Records from a collection
■ ■ ■ ■

#[cfg(test)]
mod tests {
    use camino::Utf8PathBuf;
    use rstest::rstest;
    use serial_test::serial;

    use buxton_config::BackendKind;

    use super::*;

    fn label(text: &str) -> Label {
        Label::new(text).expect("valid label")
    }

    fn key(layer: Option<&str>, group: &str, name: Option<&str>) -> Key {
        Key::new(layer, group, name).expect("valid key")
    }

    fn layer_config(name: &str, kind: LayerKind, priority: u32) -> LayerConfig {
        LayerConfig {
            name: name.to_string(),
            kind,
            backend: BackendKind::Memory,
            priority,
            description: String::new(),
        }
    }

    struct World {
        control: Control,
        _dir: tempfile::TempDir,
    }

    fn world(layers: Vec<LayerConfig>, rules: &str) -> World {
        let dir = tempfile::tempdir().expect("tempdir");
        let rules_path = dir.path().join("load2");
        std::fs::write(&rules_path, rules).expect("write rules");
        let root = Utf8PathBuf::from_path_buf(dir.path().to_path_buf()).expect("utf8");
        let rules_path = Utf8PathBuf::from_path_buf(rules_path).expect("utf8");
        World {
            control: Control::open(
                layers,
                BackendRegistry::new(root),
                SmackCache::load(rules_path),
            ),
            _dir: dir,
        }
    }

    fn single_system_layer() -> Vec<LayerConfig> {
        vec![layer_config("base", LayerKind::System, 1)]
    }

    #[test]
    fn set_without_group_returns_not_found() {
        let mut world = world(single_system_layer(), "");
        let root = Caller::direct(0);
        let result = world.control.set(
            &root,
            &key(Some("base"), "net", Some("hostname")),
            Value::String("relay".into()),
        );
        assert!(matches!(result, Err(DirectError::GroupNotFound(_))));
    }

    #[test]
    fn set_then_get_in_layer() {
        let mut world = world(single_system_layer(), "");
        let root = Caller::direct(0);
        world
            .control
            .create_group(&root, &key(Some("base"), "net", None), None)
            .expect("create group");
        world
            .control
            .set(&root, &key(Some("base"), "net", Some("mtu")), Value::Int32(1500))
            .expect("set");

        let record = world
            .control
            .get(&root, &key(Some("base"), "net", Some("mtu")))
            .expect("get");
        assert_eq!(record.value, Value::Int32(1500));
        assert_eq!(record.label, Label::default());
    }

    #[test]
    fn first_label_sticks_across_writers() {
        let rules = "LabelA _ rw\nLabelB _ rw\nLabelB LabelA w\n";
        let mut world = world(single_system_layer(), rules);
        let root = Caller::direct(0);
        world
            .control
            .create_group(&root, &key(Some("base"), "net", None), None)
            .expect("create group");

        let writer_a = Caller::labelled(1000, label("LabelA"));
        let writer_b = Caller::labelled(1001, label("LabelB"));
        let mtu = key(Some("base"), "net", Some("mtu"));

        world
            .control
            .set(&writer_a, &mtu, Value::Int32(1500))
            .expect("first write");
        let fanout = world
            .control
            .set(&writer_b, &mtu, Value::Int32(9000))
            .expect("second write");

        let record = world.control.get(&root, &mtu).expect("get");
        assert_eq!(record.value, Value::Int32(9000));
        assert_eq!(record.label, label("LabelA"));
        assert_eq!(fanout.change, Some((Value::Int32(9000), label("LabelA"))));
    }

    #[test]
    fn writer_without_write_access_to_existing_label_is_denied() {
        let rules = "LabelA _ rw\nLabelB _ rw\n";
        let mut world = world(single_system_layer(), rules);
        let root = Caller::direct(0);
        world
            .control
            .create_group(&root, &key(Some("base"), "net", None), None)
            .expect("create group");

        let mtu = key(Some("base"), "net", Some("mtu"));
        world
            .control
            .set(&Caller::labelled(1000, label("LabelA")), &mtu, Value::Int32(1500))
            .expect("first write");
        let denied = world
            .control
            .set(&Caller::labelled(1001, label("LabelB")), &mtu, Value::Int32(9000));
        assert!(matches!(denied, Err(DirectError::PermissionDenied(_))));
    }

    #[test]
    fn remove_group_removes_every_member() {
        let mut world = world(single_system_layer(), "");
        let root = Caller::direct(0);
        let group = key(Some("base"), "net", None);
        world
            .control
            .create_group(&root, &group, None)
            .expect("create group");
        for name in ["mtu", "hostname"] {
            world
                .control
                .set(&root, &key(Some("base"), "net", Some(name)), Value::Int32(1))
                .expect("set");
        }

        let fanouts = world.control.remove_group(&root, &group).expect("remove group");
        assert_eq!(fanouts.len(), 3);
        assert!(fanouts.iter().all(|fanout| fanout.change.is_none()));

        let lookup = world.control.get(&root, &key(Some("base"), "net", Some("mtu")));
        assert!(matches!(lookup, Err(DirectError::GroupNotFound(_))));
    }

    #[test]
    fn cross_layer_get_prefers_system_then_priority_then_order() {
        let layers = vec![
            layer_config("user-low", LayerKind::User, 10),
            layer_config("sys-low", LayerKind::System, 1),
            layer_config("sys-high", LayerKind::System, 5),
            layer_config("sys-tied", LayerKind::System, 5),
        ];
        let mut world = world(layers, "");
        let root = Caller::direct(0);
        for layer in ["user-low", "sys-low", "sys-high", "sys-tied"] {
            world
                .control
                .create_group(&root, &key(Some(layer), "app", None), None)
                .expect("create group");
            world
                .control
                .set(
                    &root,
                    &key(Some(layer), "app", Some("origin")),
                    Value::String(layer.to_string()),
                )
                .expect("set");
        }

        let record = world
            .control
            .get(&root, &key(None, "app", Some("origin")))
            .expect("cross-layer get");
        // sys-high and sys-tied share a priority; the earlier layer wins.
        assert_eq!(record.value, Value::String("sys-high".into()));
    }

    #[test]
    fn cross_layer_get_falls_back_to_user_layers() {
        let layers = vec![
            layer_config("u1", LayerKind::User, 10),
            layer_config("u2", LayerKind::User, 20),
        ];
        let mut world = world(layers, "");
        let caller = Caller::direct(1000);
        for layer in ["u1", "u2"] {
            world
                .control
                .create_group(&caller, &key(Some(layer), "app", None), None)
                .expect("create group");
        }
        world
            .control
            .set(&caller, &key(Some("u1"), "app", Some("theme")), Value::String("dark".into()))
            .expect("set u1");
        world
            .control
            .set(&caller, &key(Some("u2"), "app", Some("theme")), Value::String("light".into()))
            .expect("set u2");

        let theme = key(None, "app", Some("theme"));
        let record = world.control.get(&caller, &theme).expect("get");
        assert_eq!(record.value, Value::String("light".into()));

        world
            .control
            .remove_group(&caller, &key(Some("u2"), "app", None))
            .expect("remove u2 group");
        let record = world.control.get(&caller, &theme).expect("get after removal");
        assert_eq!(record.value, Value::String("dark".into()));
    }

    #[test]
    fn labels_gate_reads_but_not_the_sentinel() {
        let rules = "Reader Visible r\n";
        let mut world = world(single_system_layer(), rules);
        let root = Caller::direct(0);
        world
            .control
            .create_group(&root, &key(Some("base"), "net", None), Some(label("Visible")))
            .expect("create group");
        world
            .control
            .set(&root, &key(Some("base"), "net", Some("secret")), Value::Int32(7))
            .expect("set");
        world
            .control
            .set_label(&root, &key(Some("base"), "net", Some("secret")), label("Hidden"))
            .expect("set label");

        let reader = Caller::labelled(1000, label("Reader"));
        let denied = world
            .control
            .get(&reader, &key(Some("base"), "net", Some("secret")));
        assert!(matches!(denied, Err(DirectError::PermissionDenied(_))));

        let sentinel = world
            .control
            .get(&reader, &key(Some("base"), "net", None))
            .expect("sentinel read");
        assert_eq!(sentinel.value, Value::String(GROUP_VALUE.into()));
    }

    #[test]
    #[serial]
    fn system_layer_mutations_require_root() {
        // The override must not linger from another test.
        unsafe { env::remove_var(ROOT_CHECK_ENV) };
        let mut world = world(single_system_layer(), "");
        let caller = Caller::direct(1000);
        let group = key(Some("base"), "net", None);

        let denied = world.control.create_group(&caller, &group, None);
        assert!(matches!(denied, Err(DirectError::PermissionDenied(_))));

        unsafe { env::set_var(ROOT_CHECK_ENV, "0") };
        let permitted = world.control.create_group(&caller, &group, None);
        unsafe { env::remove_var(ROOT_CHECK_ENV) };
        assert!(permitted.is_ok());
    }

    #[test]
    #[serial]
    fn set_label_is_system_layer_root_only() {
        unsafe { env::remove_var(ROOT_CHECK_ENV) };
        let layers = vec![
            layer_config("base", LayerKind::System, 1),
            layer_config("desk", LayerKind::User, 1),
        ];
        let mut world = world(layers, "");
        let root = Caller::direct(0);
        world
            .control
            .create_group(&root, &key(Some("base"), "net", None), None)
            .expect("create group");
        world
            .control
            .create_group(&root, &key(Some("desk"), "app", None), None)
            .expect("create user group");

        let user_layer = world
            .control
            .set_label(&root, &key(Some("desk"), "app", None), label("X"));
        assert!(matches!(user_layer, Err(DirectError::PermissionDenied(_))));

        let non_root = world.control.set_label(
            &Caller::direct(1000),
            &key(Some("base"), "net", None),
            label("X"),
        );
        assert!(matches!(non_root, Err(DirectError::PermissionDenied(_))));

        world
            .control
            .set_label(&root, &key(Some("base"), "net", None), label("TopSecret"))
            .expect("root relabels");
        let record = world
            .control
            .get(&root, &key(Some("base"), "net", None))
            .expect("get");
        assert_eq!(record.label, label("TopSecret"));
    }

    #[test]
    fn user_layers_are_partitioned_by_uid() {
        let mut world = world(vec![layer_config("desk", LayerKind::User, 1)], "");
        let alice = Caller::direct(1000);
        let bob = Caller::direct(1001);

        world
            .control
            .create_group(&alice, &key(Some("desk"), "app", None), None)
            .expect("create group");
        world
            .control
            .set(&alice, &key(Some("desk"), "app", Some("theme")), Value::String("dark".into()))
            .expect("set");

        let missing = world.control.get(&bob, &key(Some("desk"), "app", Some("theme")));
        assert!(matches!(missing, Err(DirectError::GroupNotFound(_))));
    }

    #[test]
    fn unset_of_missing_value_is_not_found() {
        let mut world = world(single_system_layer(), "");
        let root = Caller::direct(0);
        world
            .control
            .create_group(&root, &key(Some("base"), "net", None), None)
            .expect("create group");
        let result = world.control.unset(&root, &key(Some("base"), "net", Some("mtu")));
        assert!(matches!(result, Err(DirectError::NotFound(_))));
    }

    #[test]
    fn create_group_twice_already_exists() {
        let mut world = world(single_system_layer(), "");
        let root = Caller::direct(0);
        let group = key(Some("base"), "net", None);
        world
            .control
            .create_group(&root, &group, None)
            .expect("first create");
        let duplicate = world.control.create_group(&root, &group, None);
        assert!(matches!(duplicate, Err(DirectError::AlreadyExists(_))));
    }

    #[rstest]
    #[case::unknown_layer(Some("nope"), DirectErrorKind::UnknownLayer)]
    #[case::missing_layer(None, DirectErrorKind::LayerRequired)]
    fn mutations_validate_the_layer(
        #[case] layer: Option<&str>,
        #[case] expected: DirectErrorKind,
    ) {
        let mut world = world(single_system_layer(), "");
        let result = world.control.set(
            &Caller::direct(0),
            &key(layer, "net", Some("mtu")),
            Value::Int32(1),
        );
        let kind = match result {
            Err(DirectError::UnknownLayer(_)) => DirectErrorKind::UnknownLayer,
            Err(DirectError::LayerRequired) => DirectErrorKind::LayerRequired,
            other => panic!("unexpected result: {other:?}"),
        };
        assert_eq!(kind, expected);
    }

    #[derive(Debug, PartialEq, Eq)]
    enum DirectErrorKind {
        UnknownLayer,
        LayerRequired,
    }

    #[test]
    fn list_enumerates_layer_keys() {
        let mut world = world(single_system_layer(), "");
        let root = Caller::direct(0);
        world
            .control
            .create_group(&root, &key(Some("base"), "net", None), None)
            .expect("create group");
        world
            .control
            .set(&root, &key(Some("base"), "net", Some("mtu")), Value::Int32(1500))
            .expect("set");

        let keys = world.control.list(&root, "base").expect("list");
        assert_eq!(keys.len(), 2);
        assert!(keys.contains(&StoredKey::group("net")));
        assert!(keys.contains(&StoredKey::value("net", "mtu")));
    }
}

■ ■ ■ ■

» What you have to do:
Please output an exact copy of the lines above, from the opening line of the data down to the line that contains "fn key(layer: Option<&str>, group: &str, name: Option<&str>)".

» Answer space:
#[cfg(test)]
mod tests {
    use camino::Utf8PathBuf;
    use rstest::rstest;
    use serial_test::serial;

    use buxton_config::BackendKind;

    use super::*;

    fn label(text: &str) -> Label {
        Label::new(text).expect("valid label")
    }

    fn key(layer: Option<&str>, group: &str, name: Option<&str>) -> Key {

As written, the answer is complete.